Dataset items
==============================

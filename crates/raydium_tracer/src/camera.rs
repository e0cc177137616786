//! Pinhole camera for primary ray generation.

use raydium_math::{Ray, Vec3};

/// Distance from the pinhole to the image plane.
pub const FOCAL_DEPTH: f64 = 2.0;

/// Pinhole camera at the origin looking down -Z.
///
/// The image plane spans [-1, 1] horizontally at `z = -depth`; the vertical
/// extent is scaled by `height / width` so pixels stay square. Rows are
/// counted from the bottom of the picture.
#[derive(Debug, Clone, Copy, PartialEq)]
pub struct Camera {
    pub image_width: u32,
    pub image_height: u32,
    depth: f64,
    aspect_ratio: f64,
}

impl Camera {
    /// Create a camera for an image of the given size.
    pub fn new(image_width: u32, image_height: u32) -> Self {
        Self {
            image_width,
            image_height,
            depth: FOCAL_DEPTH,
            aspect_ratio: image_height as f64 / image_width as f64,
        }
    }

    /// Camera position.
    pub fn origin(&self) -> Vec3 {
        Vec3::ZERO
    }

    /// Get the height / width ratio.
    pub fn aspect_ratio(&self) -> f64 {
        self.aspect_ratio
    }

    /// Generate the ray through the centre of pixel (`column`, `row`).
    ///
    /// `row` 0 is the bottom scanline.
    pub fn get_ray(&self, column: u32, row: u32) -> Ray {
        let u = (column as f64 + 0.5) / self.image_width as f64;
        let v = (row as f64 + 0.5) / self.image_height as f64;

        // z is always -depth, so the vector is never zero
        let direction = Vec3::new(
            2.0 * u - 1.0,
            self.aspect_ratio * (2.0 * v - 1.0),
            -self.depth,
        )
        .normalize();

        Ray::new(self.origin(), direction)
    }
}
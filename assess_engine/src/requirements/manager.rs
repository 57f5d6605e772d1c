//! Requirement catalogue access

use super::errors::CatalogueError;
use super::model::{BaseRequirement, DerivedRequirement};
use crate::logging::codes;
use serde::Deserialize;
use std::collections::{HashMap, HashSet};
use std::path::Path;

/// Supplies the base/derived requirement catalogue at build time
pub trait RequirementsManager: Send + Sync {
    fn base_requirements(&self) -> &[BaseRequirement];

    fn base_requirement(&self, id: &str) -> Option<&BaseRequirement> {
        self.base_requirements().iter().find(|b| b.id == id)
    }

    /// Derived requirement with the base requirement that owns it
    fn derived_requirement(&self, id: &str) -> Option<(&BaseRequirement, &DerivedRequirement)> {
        self.base_requirements().iter().find_map(|base| {
            base.derived_requirement(id).map(|derived| (base, derived))
        })
    }
}

#[derive(Debug, Deserialize)]
struct CatalogueFile {
    #[serde(rename = "requirement", alias = "requirements", default)]
    requirements: Vec<BaseRequirement>,
}

/// Validated, in-memory requirement catalogue
#[derive(Debug, Clone, Default)]
pub struct InMemoryRequirementsManager {
    base_requirements: Vec<BaseRequirement>,
    derived_index: HashMap<String, (usize, usize)>,
}

impl InMemoryRequirementsManager {
    /// Build from requirements, rejecting empty and duplicate ids
    pub fn new(base_requirements: Vec<BaseRequirement>) -> Result<Self, CatalogueError> {
        let mut base_ids: HashSet<&str> = HashSet::new();
        let mut derived_index: HashMap<String, (usize, usize)> = HashMap::new();

        for (base_idx, base) in base_requirements.iter().enumerate() {
            if base.id.trim().is_empty() {
                return Err(CatalogueError::EmptyId { parent: None });
            }
            if !base_ids.insert(base.id.as_str()) {
                return Err(CatalogueError::DuplicateBaseRequirement {
                    id: base.id.clone(),
                });
            }

            for (derived_idx, derived) in base.derived_requirements.iter().enumerate() {
                if derived.id.trim().is_empty() {
                    return Err(CatalogueError::EmptyId {
                        parent: Some(base.id.clone()),
                    });
                }
                if let Some((first_base, _)) = derived_index.get(&derived.id) {
                    return Err(CatalogueError::DuplicateDerivedRequirement {
                        id: derived.id.clone(),
                        first: base_requirements[*first_base].id.clone(),
                        second: base.id.clone(),
                    });
                }
                derived_index.insert(derived.id.clone(), (base_idx, derived_idx));
            }
        }

        Ok(Self {
            base_requirements,
            derived_index,
        })
    }

    pub fn from_toml_str(content: &str) -> Result<Self, CatalogueError> {
        let file: CatalogueFile = toml::from_str(content)?;
        Self::new(file.requirements)
    }

    /// Accepts either `{"requirement": [...]}` or a bare array
    pub fn from_json_str(content: &str) -> Result<Self, CatalogueError> {
        let value: serde_json::Value = serde_json::from_str(content)?;
        let requirements: Vec<BaseRequirement> = if value.is_array() {
            serde_json::from_value(value)?
        } else {
            serde_json::from_value::<CatalogueFile>(value)?.requirements
        };
        Self::new(requirements)
    }

    /// Load by extension (`.toml` or `.json`)
    pub fn from_path(path: &Path) -> Result<Self, CatalogueError> {
        let content = std::fs::read_to_string(path).map_err(|source| {
            log_error!(codes::requirements::CATALOGUE_IO, "Cannot read requirement catalogue",
                "path" => path.display()
            );
            CatalogueError::Io {
                path: path.to_path_buf(),
                source,
            }
        })?;

        let extension = path
            .extension()
            .and_then(|e| e.to_str())
            .unwrap_or_default()
            .to_ascii_lowercase();

        let manager = match extension.as_str() {
            "toml" => Self::from_toml_str(&content),
            "json" => Self::from_json_str(&content),
            _ => Err(CatalogueError::UnsupportedFormat {
                extension: extension.clone(),
            }),
        };

        match &manager {
            Ok(loaded) => log_success!(
                codes::success::CATALOGUE_LOADED,
                "Requirement catalogue loaded",
                "path" => path.display(),
                "base_requirements" => loaded.base_requirements.len(),
                "derived_requirements" => loaded.derived_count()
            ),
            Err(e) => log_error!(codes::requirements::CATALOGUE_INVALID, "Invalid requirement catalogue",
                "path" => path.display(),
                "error" => e
            ),
        }

        manager
    }

    pub fn derived_count(&self) -> usize {
        self.derived_index.len()
    }

    pub fn is_empty(&self) -> bool {
        self.base_requirements.is_empty()
    }
}

impl RequirementsManager for InMemoryRequirementsManager {
    fn base_requirements(&self) -> &[BaseRequirement] {
        &self.base_requirements
    }

    fn derived_requirement(&self, id: &str) -> Option<(&BaseRequirement, &DerivedRequirement)> {
        let (base_idx, derived_idx) = *self.derived_index.get(id)?;
        let base = &self.base_requirements[base_idx];
        Some((base, &base.derived_requirements[derived_idx]))
    }
}

#[cfg(test)]
mod tests {
    use super::*;
    use crate::requirements::RequirementType;
    use assert_matches::assert_matches;

    const CATALOGUE: &str = r#"
[[requirement]]
id = "BR-1"
statement = "Documents identify their issuer"

[[requirement.derived]]
id = "DR-1.1"
statement = "Issuer name present"

[[requirement.derived]]
id = "DR-1.2"
type = "informational"
conditional = true

[[requirement]]
id = "BR-2"
"#;

    #[test]
    fn test_load_toml_catalogue() {
        let manager = InMemoryRequirementsManager::from_toml_str(CATALOGUE).unwrap();

        assert_eq!(manager.base_requirements().len(), 2);
        assert_eq!(manager.derived_count(), 2);

        let (base, derived) = manager.derived_requirement("DR-1.2").unwrap();
        assert_eq!(base.id, "BR-1");
        assert_eq!(derived.requirement_type, RequirementType::Informational);
        assert!(derived.conditional);

        let (_, first) = manager.derived_requirement("DR-1.1").unwrap();
        assert_eq!(first.requirement_type, RequirementType::Must);
        assert!(manager.base_requirement("BR-2").unwrap().derived_requirements.is_empty());
    }

    #[test]
    fn test_load_json_catalogue_forms() {
        let wrapped = r#"{"requirement": [{"id": "BR-1", "derived": [{"id": "DR-1", "type": "should"}]}]}"#;
        let bare = r#"[{"id": "BR-1", "derived": [{"id": "DR-1"}]}]"#;

        let wrapped = InMemoryRequirementsManager::from_json_str(wrapped).unwrap();
        let bare = InMemoryRequirementsManager::from_json_str(bare).unwrap();

        assert_eq!(
            wrapped.derived_requirement("DR-1").unwrap().1.requirement_type,
            RequirementType::Should
        );
        assert_eq!(bare.derived_count(), 1);
    }

    #[test]
    fn test_rejects_duplicates_and_empty_ids() {
        let duplicate_base = vec![BaseRequirement::new("A"), BaseRequirement::new("A")];
        assert_matches!(
            InMemoryRequirementsManager::new(duplicate_base),
            Err(CatalogueError::DuplicateBaseRequirement { .. })
        );

        let duplicate_derived = vec![
            BaseRequirement::new("A").with_derived(DerivedRequirement::new("D", RequirementType::Must)),
            BaseRequirement::new("B").with_derived(DerivedRequirement::new("D", RequirementType::May)),
        ];
        assert_matches!(
            InMemoryRequirementsManager::new(duplicate_derived),
            Err(CatalogueError::DuplicateDerivedRequirement { ref first, ref second, .. })
                if first == "A" && second == "B"
        );

        let empty = vec![BaseRequirement::new("A").with_derived(DerivedRequirement::new(" ", RequirementType::Must))];
        assert_matches!(
            InMemoryRequirementsManager::new(empty),
            Err(CatalogueError::EmptyId { parent: Some(_) })
        );
    }

    #[test]
    fn test_from_path_dispatches_on_extension() {
        let dir = tempfile::tempdir().unwrap();
        let toml_path = dir.path().join("catalogue.toml");
        std::fs::write(&toml_path, CATALOGUE).unwrap();
        let yaml_path = dir.path().join("catalogue.yaml");
        std::fs::write(&yaml_path, "requirement: []").unwrap();

        assert!(InMemoryRequirementsManager::from_path(&toml_path).is_ok());
        assert_matches!(
            InMemoryRequirementsManager::from_path(&yaml_path),
            Err(CatalogueError::UnsupportedFormat { .. })
        );
        assert_matches!(
            InMemoryRequirementsManager::from_path(&dir.path().join("missing.toml")),
            Err(CatalogueError::Io { .. })
        );
    }
}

==============================

### Problem to work on
Search the data above for the word "Must". Copy each line it is in.

### Task response
        assert_eq!(first.requirement_type, RequirementType::Must);
            BaseRequirement::new("A").with_derived(DerivedRequirement::new("D", RequirementType::Must)),
        let empty = vec![BaseRequirement::new("A").with_derived(DerivedRequirement::new(" ", RequirementType::Must))];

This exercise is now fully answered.